Who is this guy? ^^^
Save the trolling for the ocean.


----------



## ThaFish (Feb 27, 2013)

mitchamafied said:


> Who is this guy? ^^^
> Save the trolling for the ocean.


I've always been a fan of casting instead of trolling anyways.


----------



## mitchamafied (Jun 16, 2014)

ThaFish said:


> I've always been a fan of casting instead of trolling anyways.


I couldn't agree more.


----------



## ThaFish (Feb 27, 2013)

thecalmbeforethestorm said:


> Great report man thats awesome you guys are laying into some big fish i caught a snapper about that size 2 weeks ago fishing with a live pinfish off the edge of some rocks


Glad you enjoyed the report man. It was definitely pretty cool hooking up with that snapper while fishing bull reds! Put up a killer fight too. If only I coulda kept him!


----------



## ThaFish (Feb 27, 2013)

Gonna be missing this when I'm in Wisconsin this coming week...


----------



## LIM-IT-OUT (Aug 26, 2014)

ThaFish said:


> Gonna be missing this when I'm in Wisconsin this coming week...
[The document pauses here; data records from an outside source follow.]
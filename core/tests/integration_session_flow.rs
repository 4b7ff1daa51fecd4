// Integration tests for the full two-party flow
//
// Two endpoints talk through an in-process router (standing in for the
// relay server's socket plumbing) and open real TCP direct links on
// loopback. Covers:
// - offer/answer negotiation carrying the session key
// - a message over the established direct channel, verified on arrival
// - relay fallback before the channel is up
// - relay errors for unknown targets

use parley_core::{
    fingerprint, Endpoint, EndpointEvent, EndpointHandle, MemoryAnchor, RelayEvent, RelayPeer,
    RelayRequest, Registry, Router, SessionState, TcpConnector, TcpConnectorConfig,
    Verification, Via,
};
use std::sync::Arc;
use std::time::Duration;
use tokio::sync::mpsc;

struct Party {
    handle: EndpointHandle,
    events: mpsc::UnboundedReceiver<EndpointEvent>,
    anchor: Arc<MemoryAnchor>,
}

/// Wire one endpoint to the router through channel pumps
fn join(router: &Router, address: &str) -> Party {
    let (signal_tx, mut signal_rx) = mpsc::unbounded_channel::<RelayRequest>();
    let (relay_tx, relay_rx) = mpsc::channel::<RelayEvent>(64);
    let (outbox_tx, mut outbox_rx) = mpsc::channel::<String>(64);
    let (link_tx, link_rx) = mpsc::unbounded_channel();

    let peer = RelayPeer::new(router.registry().allocate_id(), outbox_tx);

    // Party -> relay
    let inbound_router = router.clone();
    let inbound_peer = peer.clone();
    tokio::spawn(async move {
        while let Some(request) = signal_rx.recv().await {
            let text = request.encode().unwrap();
            let _ = inbound_router.handle_frame(&inbound_peer, &text);
        }
        inbound_router.disconnect(&inbound_peer);
    });

    // Relay -> party
    tokio::spawn(async move {
        while let Some(text) = outbox_rx.recv().await {
            let event = RelayEvent::decode(&text).unwrap();
            if relay_tx.send(event).await.is_err() {
                break;
            }
        }
    });

    let connector = TcpConnector::new(
        TcpConnectorConfig {
            bind_host: "127.0.0.1".to_string(),
            ..Default::default()
        },
        link_tx,
    );
    let anchor = Arc::new(MemoryAnchor::new());
    let (endpoint, events) = Endpoint::new(address, Arc::new(connector), signal_tx, anchor.clone());
    router.register(&peer, address);

    let (handle, _task) = endpoint.spawn(relay_rx, link_rx);
    Party {
        handle,
        events,
        anchor,
    }
}

async fn wait_for<F>(events: &mut mpsc::UnboundedReceiver<EndpointEvent>, mut pred: F) -> EndpointEvent
where
    F: FnMut(&EndpointEvent) -> bool,
{
    tokio::time::timeout(Duration::from_secs(10), async {
        loop {
            let event = events.recv().await.expect("endpoint stopped");
            if pred(&event) {
                return event;
            }
        }
    })
    .await
    .expect("timed out waiting for endpoint event")
}

fn connected(peer: &'static str) -> impl FnMut(&EndpointEvent) -> bool {
    move |e| {
        matches!(e, EndpointEvent::SessionChanged { peer: p, state: SessionState::Connected } if p == peer)
    }
}

#[tokio::test]
async fn test_offer_answer_then_direct_message() {
    tracing_subscriber::fmt()
        .with_env_filter("debug")
        .try_init()
        .ok();

    let router = Router::new(Arc::new(Registry::new()));
    let mut alice = join(&router, "ALICE");
    let mut bob = join(&router, "BOB");

    wait_for(&mut alice.events, |e| matches!(e, EndpointEvent::Registered { .. })).await;
    wait_for(&mut bob.events, |e| matches!(e, EndpointEvent::Registered { .. })).await;

    alice.handle.connect("BOB").await.unwrap();

    wait_for(&mut alice.events, connected("BOB")).await;
    wait_for(&mut bob.events, connected("ALICE")).await;

    let sent = alice.handle.send("BOB", "hi").await.unwrap();

    let event = wait_for(&mut bob.events, |e| matches!(e, EndpointEvent::MessageReceived { .. })).await;
    let EndpointEvent::MessageReceived { message, via } = event else {
        unreachable!()
    };

    assert_eq!(via, Via::Direct);
    assert_eq!(message.content, "hi");
    assert_eq!(message.from, "ALICE");
    assert_eq!(message.hash, sent.hash);
    assert_eq!(fingerprint(&message.fields()), sent.hash);

    // Both ends hold the same session key.
    let alice_sessions = alice.handle.sessions().await.unwrap();
    let bob_sessions = bob.handle.sessions().await.unwrap();
    assert_eq!(alice_sessions[0].state, SessionState::Connected);
    assert_eq!(bob_sessions[0].state, SessionState::Connected);

    // The sender's anchor eventually holds the commitment.
    let mut outcome = Verification::Unanchored;
    for _ in 0..50 {
        outcome = alice.handle.verify(&sent.hash, sent.fields()).await.unwrap();
        if outcome == Verification::Anchored {
            break;
        }
        tokio::time::sleep(Duration::from_millis(20)).await;
    }
    assert_eq!(outcome, Verification::Anchored);

    // The receiver recomputes the hash but never committed it.
    let outcome = bob.handle.verify(&sent.hash, message.fields()).await.unwrap();
    assert_eq!(outcome, Verification::Unanchored);
    assert!(bob.anchor.is_empty());
}

#[tokio::test]
async fn test_reply_flows_both_ways() {
    let router = Router::new(Arc::new(Registry::new()));
    let mut alice = join(&router, "ALICE");
    let mut bob = join(&router, "BOB");

    alice.handle.connect("BOB").await.unwrap();
    wait_for(&mut alice.events, connected("BOB")).await;
    wait_for(&mut bob.events, connected("ALICE")).await;

    bob.handle.send("ALICE", "hello back").await.unwrap();
    let event = wait_for(&mut alice.events, |e| matches!(e, EndpointEvent::MessageReceived { .. })).await;

    assert!(matches!(
        event,
        EndpointEvent::MessageReceived { ref message, via: Via::Direct } if message.content == "hello back"
    ));
}

#[tokio::test]
async fn test_close_tears_down_both_sides() {
    let router = Router::new(Arc::new(Registry::new()));
    let mut alice = join(&router, "ALICE");
    let mut bob = join(&router, "BOB");

    alice.handle.connect("BOB").await.unwrap();
    wait_for(&mut alice.events, connected("BOB")).await;
    wait_for(&mut bob.events, connected("ALICE")).await;

    assert!(alice.handle.close("BOB").await.unwrap());

    wait_for(&mut bob.events, |e| {
        matches!(e, EndpointEvent::SessionChanged { state: SessionState::Closed, .. })
    })
    .await;
    assert!(bob.handle.sessions().await.unwrap().is_empty());

    // Without a channel the next message goes through the relay.
    let sent = bob.handle.send("ALICE", "still there?").await.unwrap();
    let event = wait_for(&mut alice.events, |e| matches!(e, EndpointEvent::MessageReceived { .. })).await;
    assert!(matches!(
        event,
        EndpointEvent::MessageReceived { ref message, via: Via::Relay } if message.hash == sent.hash
    ));
}

#[tokio::test]
async fn test_unknown_target_reports_relay_error() {
    let router = Router::new(Arc::new(Registry::new()));
    let mut alice = join(&router, "ALICE");

    alice.handle.connect("ghost").await.unwrap();

    let event = wait_for(&mut alice.events, |e| matches!(e, EndpointEvent::RelayError { .. })).await;
    assert_eq!(
        event,
        EndpointEvent::RelayError {
            message: "Target user not found".to_string()
        }
    );
}

#[tokio::test]
async fn test_contact_request_delivered() {
    let router = Router::new(Arc::new(Registry::new()));
    let alice = join(&router, "ALICE");
    let mut bob = join(&router, "BOB");

    alice.handle.contact_request("BOB").await.unwrap();

    let event = wait_for(&mut bob.events, |e| matches!(e, EndpointEvent::ContactRequest { .. })).await;
    assert_eq!(
        event,
        EndpointEvent::ContactRequest {
            from: Some("ALICE".to_string())
        }
    );
}

#[tokio::test]
async fn test_stalled_peer_does_not_freeze_endpoint() {
    use tokio::io::AsyncWriteExt;

    let router = Router::new(Arc::new(Registry::new()));
    let mut alice = join(&router, "ALICE");

    // BOB is registered by hand and opens a direct link it never reads.
    let (bob_tx, mut bob_rx) = mpsc::channel::<String>(1024);
    let bob = RelayPeer::new(router.registry().allocate_id(), bob_tx);
    router.register(&bob, "BOB");

    alice.handle.connect("BOB").await.unwrap();
    let offer = loop {
        let raw = tokio::time::timeout(Duration::from_secs(5), bob_rx.recv())
            .await
            .expect("no offer for BOB")
            .expect("relay outbox closed");
        if let RelayEvent::Offer { offer, .. } = RelayEvent::decode(&raw).unwrap() {
            break offer;
        }
    };

    let mut stalled = tokio::net::TcpStream::connect(offer["addr"].as_str().unwrap())
        .await
        .unwrap();
    stalled
        .write_all(format!("{}\n", offer["token"].as_str().unwrap()).as_bytes())
        .await
        .unwrap();
    wait_for(&mut alice.events, connected("BOB")).await;

    let content = "x".repeat(60 * 1024);
    let mut fell_back = false;
    for _ in 0..500 {
        tokio::time::timeout(Duration::from_secs(2), alice.handle.send("BOB", &content))
            .await
            .expect("send stalled the endpoint")
            .unwrap();

        while let Ok(event) = alice.events.try_recv() {
            if matches!(event, EndpointEvent::MessageSent { via: Via::Relay, .. }) {
                fell_back = true;
            }
        }
        if fell_back {
            break;
        }
        tokio::time::sleep(Duration::from_millis(1)).await;
    }
    assert!(fell_back);

    // The endpoint still answers, and the stuck session is gone.
    let sessions = tokio::time::timeout(Duration::from_secs(2), alice.handle.sessions())
        .await
        .expect("endpoint stopped responding")
        .unwrap();
    assert!(sessions.is_empty());
}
hurry back buddy, ill send you some pics to motivate you on your drive back hahaha:yes:


----------



## SpeedoJosh (Jun 15, 2013)

I'll keep his seat warm while he is gone. :thumbup:


----------



## LIM-IT-OUT (Aug 26, 2014)

SpeedoJosh said:


> I'll keep his seat warm while he is gone. :thumbup:


Ok green horn ill give u ur shot be ready to fish all night and all morning hahaha bring an extra pair of gloves netting fish all night will tear em up sawyer used to complain about it all the time.


----------



## ThaFish (Feb 27, 2013)

LIM-IT-OUT said:


> sawyer used to complain about it all the time.


Man I've been gone like 20 hours & you're acting like I'm some long-lost fragment of your past! Hahaha.


----------



## todd in the bay (Oct 3, 2007)

Could you have had any more fun?
fugetaboutit!


----------